CHIEF ECONOMIST at GARANTI BANK SA

In March 2014, the structure of the government was changed. Nevertheless, the governing program remained in place.

 

The newly formed Ponta III Government, after the break of the Social-Liberal Union (USL) political alliance, has around 60% support in the Parliament, which reduces the chances of further political turbulences or early parliamentary elections. Still, this year the focus continues to be on the political events related to the EU Parliament elections and referendum on constitutional change to be organized at the end of May, and on the Presidential elections in November 2014.

 

The market was impacted less visibly by the recent political events with no deterioration in the country risk and only a minor volatility of the currency (depreciation of the EUR-RON in Q1 compared to the end- 2013 level reaching a maximum of 1.3% and appreciated back afterwards). This was also due to the fast and relatively smooth change of the government composition. Moreover, after an initial dispute between the President and the Prime Minister, the IMF letter of intent was signed and sent for approval to the IMF Board, confirming the assistance of international lenders in the country’s structural reforms.

 

The strongest contributor to the GDP growth in 2013 was the industrial sector, coming exclusively from export-oriented segments.
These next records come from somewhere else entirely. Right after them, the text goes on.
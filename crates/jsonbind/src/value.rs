//! JSON value types and utilities.
//!
//! This module defines the [`Value`] tree read by
//! [`JsonTreeReader`](crate::JsonTreeReader), and the string escaping shared
//! with [`JsonWriter`](crate::JsonWriter).

use core::fmt::{self, Write as _};

use indexmap::IndexMap;

use crate::{
    error::{Error, Result},
    reader::{JsonReader, JsonStreamReader, ReaderOptions},
    token::JsonToken,
    writer::JsonWriter,
};

/// A JSON object. Properties keep their insertion order.
pub type Map = IndexMap<String, Value>;
/// A JSON array.
pub type Array = Vec<Value>;

/// A JSON number: an integer when the text fits an `i64`, a double otherwise.
#[derive(Clone, Copy, Debug, PartialEq)]
pub enum Number {
    /// An integral number in the `i64` range.
    Int(i64),
    /// Any other number.
    Float(f64),
}

impl Number {
    /// Parses the text of a numeric token.
    #[must_use]
    pub fn parse(text: &str) -> Option<Self> {
        if let Ok(int) = text.parse::<i64>() {
            return Some(Self::Int(int));
        }
        match text {
            "NaN" => Some(Self::Float(f64::NAN)),
            "Infinity" => Some(Self::Float(f64::INFINITY)),
            "-Infinity" => Some(Self::Float(f64::NEG_INFINITY)),
            _ => crate::reader::parse_f64(text, true).ok().map(Self::Float),
        }
    }

    /// The value as a double, possibly losing precision.
    #[must_use]
    #[allow(clippy::cast_precision_loss)]
    pub fn as_f64(self) -> f64 {
        match self {
            Self::Int(int) => int as f64,
            Self::Float(float) => float,
        }
    }

    /// The value as an `i64`, if it is integral and in range.
    #[must_use]
    pub fn as_i64(self) -> Option<i64> {
        match self {
            Self::Int(int) => Some(int),
            Self::Float(float) => exact_i64(float),
        }
    }
}

/// Converts a double to `i64` when no information is lost.
#[allow(clippy::cast_possible_truncation, clippy::float_cmp)]
pub(crate) fn exact_i64(double: f64) -> Option<i64> {
    // -2^63 and 2^63, both exact in f64
    const LOWER: f64 = -9_223_372_036_854_775_808.0;
    const UPPER: f64 = 9_223_372_036_854_775_808.0;
    if double.fract() == 0.0 && (LOWER..UPPER).contains(&double) {
        Some(double as i64)
    } else {
        None
    }
}

impl fmt::Display for Number {
    fn fmt(&self, f: &mut fmt::Formatter<'_>) -> fmt::Result {
        match *self {
            Self::Int(int) => f.write_str(itoa::Buffer::new().format(int)),
            Self::Float(float) => f.write_str(&format_f64(float)),
        }
    }
}

pub(crate) fn format_f64(value: f64) -> String {
    if value.is_nan() {
        "NaN".to_owned()
    } else if value == f64::INFINITY {
        "Infinity".to_owned()
    } else if value == f64::NEG_INFINITY {
        "-Infinity".to_owned()
    } else {
        ryu::Buffer::new().format_finite(value).to_owned()
    }
}

/// A JSON value as defined by [RFC 8259].
///
/// # Examples
///
/// ```
/// use jsonbind::{Map, Value};
///
/// let mut map = Map::new();
/// map.insert("key".to_string(), Value::String("value".into()));
/// map.insert("n".to_string(), Value::from(1_i64));
/// let v = Value::Object(map);
/// assert_eq!(v.to_string(), r#"{"key":"value","n":1}"#);
/// ```
///
/// [RFC 8259]: https://datatracker.ietf.org/doc/html/rfc8259
#[derive(Clone, Debug, Default, PartialEq)]
pub enum Value {
    /// `null`
    #[default]
    Null,
    /// `true` or `false`
    Boolean(bool),
    /// A number
    Number(Number),
    /// A string
    String(String),
    /// An array
    Array(Array),
    /// An object
    Object(Map),
}

impl From<bool> for Value {
    fn from(v: bool) -> Self {
        Self::Boolean(v)
    }
}

impl From<i64> for Value {
    fn from(v: i64) -> Self {
        Self::Number(Number::Int(v))
    }
}

impl From<f64> for Value {
    fn from(v: f64) -> Self {
        Self::Number(Number::Float(v))
    }
}

impl From<String> for Value {
    fn from(v: String) -> Self {
        Self::String(v)
    }
}

impl From<&str> for Value {
    fn from(v: &str) -> Self {
        Self::String(v.to_owned())
    }
}

impl From<Vec<Value>> for Value {
    fn from(v: Vec<Value>) -> Self {
        Self::Array(v)
    }
}

impl From<Map> for Value {
    fn from(v: Map) -> Self {
        Self::Object(v)
    }
}

impl Value {
    /// Parses strict JSON text into a tree.
    ///
    /// # Errors
    ///
    /// Fails on malformed input, on trailing content, and on nesting deeper
    /// than [`ReaderOptions::DEFAULT_MAX_DEPTH`].
    pub fn parse(text: &str) -> Result<Self> {
        Self::parse_with(text, ReaderOptions::default())
    }

    /// Parses JSON text into a tree with the given reader options.
    ///
    /// # Errors
    ///
    /// Fails on malformed input or trailing content.
    pub fn parse_with(text: &str, options: ReaderOptions) -> Result<Self> {
        let mut reader = JsonStreamReader::with_options(text, options);
        let value = Self::read_from(&mut reader)?;
        match reader.peek()? {
            JsonToken::EndDocument => Ok(value),
            token => Err(Error::structural(format!(
                "Expected END_DOCUMENT but was {token}"
            ))
            .at(reader.location())),
        }
    }

    /// Reads the next complete value from `reader`.
    ///
    /// # Errors
    ///
    /// Propagates reader errors; fails if the reader is not positioned at a
    /// value. The recursion is as deep as the reader's nesting limit allows.
    pub fn read_from(reader: &mut dyn JsonReader) -> Result<Self> {
        Ok(match reader.peek()? {
            JsonToken::BeginArray => {
                reader.begin_array()?;
                let mut items = Array::new();
                while reader.has_next()? {
                    items.push(Self::read_from(reader)?);
                }
                reader.end_array()?;
                Self::Array(items)
            }
            JsonToken::BeginObject => {
                reader.begin_object()?;
                let mut map = Map::new();
                while reader.has_next()? {
                    let name = reader.next_name()?;
                    map.insert(name, Self::read_from(reader)?);
                }
                reader.end_object()?;
                Self::Object(map)
            }
            JsonToken::String => Self::String(reader.next_string()?),
            JsonToken::Number => {
                let text = reader.next_string()?;
                let number = Number::parse(&text).ok_or_else(|| {
                    Error::number_format(format!("Expected a number but was {text}"))
                })?;
                Self::Number(number)
            }
            JsonToken::Boolean => Self::Boolean(reader.next_bool()?),
            JsonToken::Null => {
                reader.next_null()?;
                Self::Null
            }
            token => {
                return Err(Error::structural(format!(
                    "Expected a value but was {token}"
                ))
                .at(reader.location()));
            }
        })
    }

    /// Writes this value to `writer`.
    ///
    /// # Errors
    ///
    /// Propagates writer errors, for example a non-finite number on a writer
    /// that rejects them.
    pub fn write_to(&self, writer: &mut JsonWriter) -> Result<()> {
        match self {
            Self::Null => writer.null_value(),
            Self::Boolean(b) => writer.value_bool(*b),
            Self::Number(Number::Int(int)) => writer.value_i64(*int),
            Self::Number(Number::Float(float)) => writer.value_f64(*float),
            Self::String(s) => writer.value_str(s),
            Self::Array(items) => {
                writer.begin_array()?;
                for item in items {
                    item.write_to(writer)?;
                }
                writer.end_array()
            }
            Self::Object(map) => {
                writer.begin_object()?;
                for (name, value) in map {
                    writer.name(name)?;
                    value.write_to(writer)?;
                }
                writer.end_object()
            }
        }
    }

    /// Returns `true` if the value is [`Null`](Value::Null).
    #[must_use]
    pub fn is_null(&self) -> bool {
        matches!(self, Self::Null)
    }

    /// The string content, if this is a string.
    #[must_use]
    pub fn as_str(&self) -> Option<&str> {
        match self {
            Self::String(s) => Some(s),
            _ => None,
        }
    }

    /// The number as `i64`, if this is an integral number.
    #[must_use]
    pub fn as_i64(&self) -> Option<i64> {
        match self {
            Self::Number(n) => n.as_i64(),
            _ => None,
        }
    }

    /// The number as `f64`, if this is a number.
    #[must_use]
    pub fn as_f64(&self) -> Option<f64> {
        match self {
            Self::Number(n) => Some(n.as_f64()),
            _ => None,
        }
    }

    /// The elements, if this is an array.
    #[must_use]
    pub fn as_array(&self) -> Option<&Array> {
        match self {
            Self::Array(items) => Some(items),
            _ => None,
        }
    }

    /// The properties, if this is an object.
    #[must_use]
    pub fn as_object(&self) -> Option<&Map> {
        match self {
            Self::Object(map) => Some(map),
            _ => None,
        }
    }

    /// Looks up a property of an object.
    #[must_use]
    pub fn get(&self, name: &str) -> Option<&Value> {
        self.as_object().and_then(|map| map.get(name))
    }
}

/// Escapes a string for inclusion in a JSON string literal.
///
/// Quotes, backslashes and control characters are escaped, using the short
/// forms where JSON has them. U+2028 and U+2029 are escaped as well, since
/// pre-2019 JavaScript parsers reject them inside string literals.
pub(crate) fn write_escaped_string<W: fmt::Write>(src: &str, f: &mut W) -> fmt::Result {
    let mut start = 0;
    for (i, c) in src.char_indices() {
        let escape = match c {
            '"' => "\\\"",
            '\\' => "\\\\",
            '\t' => "\\t",
            '\u{8}' => "\\b",
            '\n' => "\\n",
            '\r' => "\\r",
            '\u{c}' => "\\f",
            c if (c as u32) < 0x20 || c == '\u{2028}' || c == '\u{2029}' => "",
            _ => continue,
        };
        f.write_str(&src[start..i])?;
        if escape.is_empty() {
            write!(f, "\\u{:04x}", c as u32)?;
        } else {
            f.write_str(escape)?;
        }
        start = i + c.len_utf8();
    }
    f.write_str(&src[start..])
}

impl fmt::Display for Value {
    fn fmt(&self, f: &mut fmt::Formatter<'_>) -> fmt::Result {
        match self {
            Value::Null => f.write_str("null"),
            Value::Boolean(b) => f.write_str(if *b { "true" } else { "false" }),
            Value::Number(n) => n.fmt(f),
            Value::String(s) => {
                f.write_char('"')?;
                write_escaped_string(s, f)?;
                f.write_char('"')
            }
            Value::Array(arr) => {
                f.write_char('[')?;
                let mut first = true;
                for v in arr {
                    if !first {
                        f.write_char(',')?;
                    }
                    first = false;
                    write!(f, "{v}")?;
                }
                f.write_char(']')
            }
            Value::Object(map) => {
                f.write_char('{')?;
                let mut first = true;
                for (k, v) in map {
                    if !first {
                        f.write_char(',')?;
                    }
                    first = false;
                    f.write_char('"')?;
                    write_escaped_string(k, f)?;
                    write!(f, "\":{v}")?;
                }
                f.write_char('}')
            }
        }
    }
}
Despite the expected deceleration, the industrial output will likely remain the strongest contributor to GDP in 2014.  We expect the construction segment to turn slightly positive, benefiting from the support provided by the increased absorption  of EU funds for infrastructure. The trade segment should also bring a slight positive contribution in 2014, since the purchasing power of the population is stimulated by the low inflation. Overall, we expect a recovery of domestic demand, resulting in GDP growth of around 2.9% yoy.

  

 

The growth should be stimulated by the low interest rate environment. The NBR key rate reached 3.5% in early 2014 and is expected to stay at this level until the end of the year. Further monetary easing might be implemented through release of  liquidity from minimum reserve requirements with one more cut of its rate after the reduction in January 2014.